··· RECORDED DATA ···

//! Outbound Ports (Driven Ports / SPI)
//!
//! Persistence and clock interfaces the engine requires. The in-memory
//! reference adapter lives in `crate::adapters`.

use crate::domain::entities::{
    AttributionUpdate, Edge, EmissionRecord, FuelInput, MaterialInput, NewChain, Process,
    ProcessChain, Product,
};
use crate::domain::errors::StoreError;
use crate::domain::value_objects::{ChainId, EdgeKind, Emission, ProcessId, ProductId};
use async_trait::async_trait;
use chrono::{DateTime, Utc};

/// Per-process emission records
#[async_trait]
pub trait EmissionStore: Send + Sync {
    /// Record for a process, `None` when attribution never ran.
    async fn get(&self, process_id: ProcessId) -> Result<Option<EmissionRecord>, StoreError>;

    /// Insert or replace the direct emission figures of a process.
    ///
    /// Single atomic write. Clears the cumulative value, bumps the version and
    /// returns the stored record.
    async fn upsert_attribution(
        &self,
        update: AttributionUpdate,
    ) -> Result<EmissionRecord, StoreError>;

    /// Write the cumulative value if the record is still at
    /// `expected_version`.
    ///
    /// Fails with `StoreError::VersionConflict` when another writer got there
    /// first. Returns the stored record with its new version.
    async fn compare_and_set_cumulative(
        &self,
        process_id: ProcessId,
        expected_version: u64,
        cumulative: Emission,
        at: DateTime<Utc>,
    ) -> Result<EmissionRecord, StoreError>;
}

/// Directed edges between processes and products
#[async_trait]
pub trait EdgeGraph: Send + Sync {
    /// Outgoing `continue` edges of a process, in storage order.
    async fn query_continue_edges(&self, source: ProcessId) -> Result<Vec<Edge>, StoreError>;

    /// Every edge of the given kind, in storage order.
    async fn query_edges_by_kind(&self, kind: EdgeKind) -> Result<Vec<Edge>, StoreError>;
}

/// Process chains and their links
#[async_trait]
pub trait ChainStore: Send + Sync {
    async fn get_chain(&self, chain_id: ChainId) -> Result<Option<ProcessChain>, StoreError>;

    /// Save a new active chain and return it with its assigned id.
    async fn save_chain(&self, chain: NewChain) -> Result<ProcessChain, StoreError>;

    /// Mark every active chain inactive. Returns how many changed.
    async fn deactivate_all_chains(&self) -> Result<usize, StoreError>;
}

/// Process and product catalog
#[async_trait]
pub trait Catalog: Send + Sync {
    async fn get_process(&self, process_id: ProcessId) -> Result<Option<Process>, StoreError>;

    async fn get_product(&self, product_id: ProductId) -> Result<Option<Product>, StoreError>;

    /// Processes joined to a product, ordered by process id.
    async fn processes_for_product(
        &self,
        product_id: ProductId,
    ) -> Result<Vec<Process>, StoreError>;
}

/// Material and fuel consumption records
#[async_trait]
pub trait InputLedger: Send + Sync {
    async fn material_inputs(&self, process_id: ProcessId)
        -> Result<Vec<MaterialInput>, StoreError>;

    async fn fuel_inputs(&self, process_id: ProcessId) -> Result<Vec<FuelInput>, StoreError>;
}

/// Clock used to stamp calculation dates
pub trait TimeSource: Send + Sync {
    fn now(&self) -> DateTime<Utc>;
}

/// Wall clock
#[derive(Debug, Clone, Copy, Default)]
pub struct SystemTimeSource;

impl TimeSource for SystemTimeSource {
    fn now(&self) -> DateTime<Utc> {
        Utc::now()
    }
}

/// Clock frozen at one instant
#[derive(Debug, Clone, Copy)]
pub struct FixedTimeSource(pub DateTime<Utc>);

impl TimeSource for FixedTimeSource {
    fn now(&self) -> DateTime<Utc> {
        self.0
    }
}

···

What is wanted is every line from the first line of the entries through the line that contains "pub trait EmissionStore: Send", given again exactly.

» TASK SOLUTION
//! Outbound Ports (Driven Ports / SPI)
//!
//! Persistence and clock interfaces the engine requires. The in-memory
//! reference adapter lives in `crate::adapters`.

use crate::domain::entities::{
    AttributionUpdate, Edge, EmissionRecord, FuelInput, MaterialInput, NewChain, Process,
    ProcessChain, Product,
};
use crate::domain::errors::StoreError;
use crate::domain::value_objects::{ChainId, EdgeKind, Emission, ProcessId, ProductId};
use async_trait::async_trait;
use chrono::{DateTime, Utc};

/// Per-process emission records
#[async_trait]
pub trait EmissionStore: Send + Sync {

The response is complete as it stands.